2008年10月9日木曜日

独り拘るアイスランド国家破綻の危機【夕刊】

先ずは事実関係から、
★10/7(火)アイスランド2位の銀行ランズバンキが経営破綻。即、国家管理下に置かれる。
ランズバンキの企業規模、破綻直前の収益力や時価総額は無意味な数字なので、従業員数が2000人強。人口30万人のアイスランドでです。日経新聞では国家管理として小さく扱われているだけですが、「支払不能と宣言し、管財人による保全命令が下った」即ち、倒産だというところが重要なのです。

★英国でネット銀行を営むアイスセーブ(ランズバンキの子会社)、同様に支払不能に。
氷のように固く貯金を守ってくれそうな名前ですが、英国民30万人の口座が凍結状態になってしまいました。アイスランドの人口と差が無いじゃないか、とFT紙。

★10/8(水)ブラウン首相は、英国の預金者は“英国の手により(?)”完全に取り戻されると約束。
★ダーリング財務相、預金保険の範囲(増枠後の£50,000)に拘らずアイスセーブ預金者全てを保護すると約束。
★ダーリング財務相、BBCのインタビューで「アイスランド政府は、信じられないことだが、英国民の預金の弁済の意思はないと伝えてきた」と証言。
★ブラウン首相、「預金補償をしないというのなら、アイスランド政府と法廷で戦う」と宣言。

この間、オランダ金融大手INGが自ら英国内でネット(+電話)銀行を営む子会社によるアイスランド系銀行2行の英国内預金業務の買収を発表。買収額は明かされていませんが、預金総額は£30億。またISDAはランズバンキが、翌水曜日に正式に国家管理となった同国3位の銀行グリトニール共々、CDS(クレジット・デフォルト・スワップ)の信用事由(トリガー)に該当するとしています。

そして続報。
★テロ対策法Anti-terrorism powerを適用。アイスランドと英国の関係は1970年代のタラ戦争以来の険悪な状態に。

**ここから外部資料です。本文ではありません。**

//! Retrieval hit types

use serde::{Deserialize, Serialize};

use crate::catalog::{GeoPoint, Park};

/// The projected `_source` fields of an index hit
#[derive(Debug, Clone, Default, Serialize, Deserialize)]
pub struct HitSource {
    #[serde(default)]
    pub image_filename: String,
    #[serde(default)]
    pub generated_description: String,
}

/// One ranked hit as returned by the search backend, before park annotation
#[derive(Debug, Clone, Deserialize)]
pub struct RawHit {
    /// Document id (`_id`)
    #[serde(rename = "_id")]
    pub id: String,
    /// Fused relevance score (`_score`)
    #[serde(rename = "_score")]
    pub score: f32,
    /// Projected source fields
    #[serde(rename = "_source", default)]
    pub source: HitSource,
}

/// A hit annotated with the park it was retrieved for.
///
/// `park_id` is always a catalog key: the orchestrator only annotates hits
/// produced by searching a catalog park.
#[derive(Debug, Clone, Serialize)]
pub struct RetrievalHit {
    pub score: f32,
    pub image_filename: String,
    pub generated_description: String,
    pub park_id: String,
    pub region: String,
    pub coordinates: GeoPoint,
}

impl RetrievalHit {
    /// Attach park context to a raw hit
    pub fn annotate(raw: RawHit, park: &Park) -> Self {
        Self {
            score: raw.score,
            image_filename: raw.source.image_filename,
            generated_description: raw.source.generated_description,
            park_id: park.id.clone(),
            region: park.region.clone(),
            coordinates: park.coordinates,
        }
    }
}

英国民がアイスセーブに預けた預金は£46億(1兆円近い!)に及ぶ。このうち£22億をアイスランドの預金保険スキームに、£14億を英国の預金保険スキームに、残りの£10億を英国政府に負担させようと財務省は考えていた(英国民の税負担は£24億。4000億円強相当ということに!)。

テロ対策法適用となると、親銀行ランズバンキが英国内に保有する資産を凍結、差押、売却換金することで事後的に上記税負担が取り返せるかも知れないと財務省関係者は語る(しかし貸付債権など金融資産の強制売却はランズバンキ取引先への貸し剥がし等、信用収縮の連鎖反応を懸念する法律専門家の声も聞かれる)。

一方、
★ダーリング財務相は預金保護の範囲を個人に限り、地方自治体や大学については保護しないと前言撤回

★アイスランドのハールデ首相、「アイスランドクローネ下落阻止で西側同盟が非協力的だった」と怒りをぶつけ、「だから“新しい友達”を探さざるを得なかったんだ」とロシアからの€40億の融資依頼を正当化

ただし、噂では、英国民の財産がアイスランドを経由してロシアにも流れているという情報があり、前代未聞のテロ対策法適用という強硬手段の背景になっているとの説も。

以上はここ数日のFT紙の記事をまとめたもの。何だか、朝銀公的資金投入問題(北朝鮮問題)を彷彿とする向きもいらっしゃるかも知れませんが、北朝鮮系信用組合の貯金の恐らく殆どは在日朝鮮人の預けたものである点は異なります。いずれも、銀行業務をやっている所在地国で預金保険料を払っている=預金保険対象金融機関であることは共通です。

「世界金融危機global financial crisisに直面して“やり得”moral hazardを指摘している場合じゃない」というのが各国首脳、大手マスコミ、有名知識人に略共通する意見になってきていますが、「済んだ事は仕方ない」では済まされないケースがこのように出て参ります。リーマン経営者の退職金や賞与も然りですが、アイスランドの金融行政と銀行経営が共同正犯でアイスランドに収奪された富が集まっていたとすれば、外交・軍事を含め出るところに出ざるを得ないと言われても仕方がないのではないでしょうか?もともとは不毛な土地の貧しい国で且つ非武装中立の国体維持の有形無形の費用もあったのでしょう。この点、ロシアとの関係はもっとちゃんと調べてみたいと思っています。

最後に、アイスランド系のネット銀行が何故にそれほど英国内で闊歩していたかですが、これも調査中ですけど、アイスランドはネットバンキングとクレジットカードが相当早くから発達していたらしいのです。その理由は、数少ない資源であったタラの漁獲量が激減して、インフレが発生、紙幣発行費用が馬鹿にならなくなったからだそうです。現在では現金決済額はGDPの1%程度のようです(出所Wikipedia)。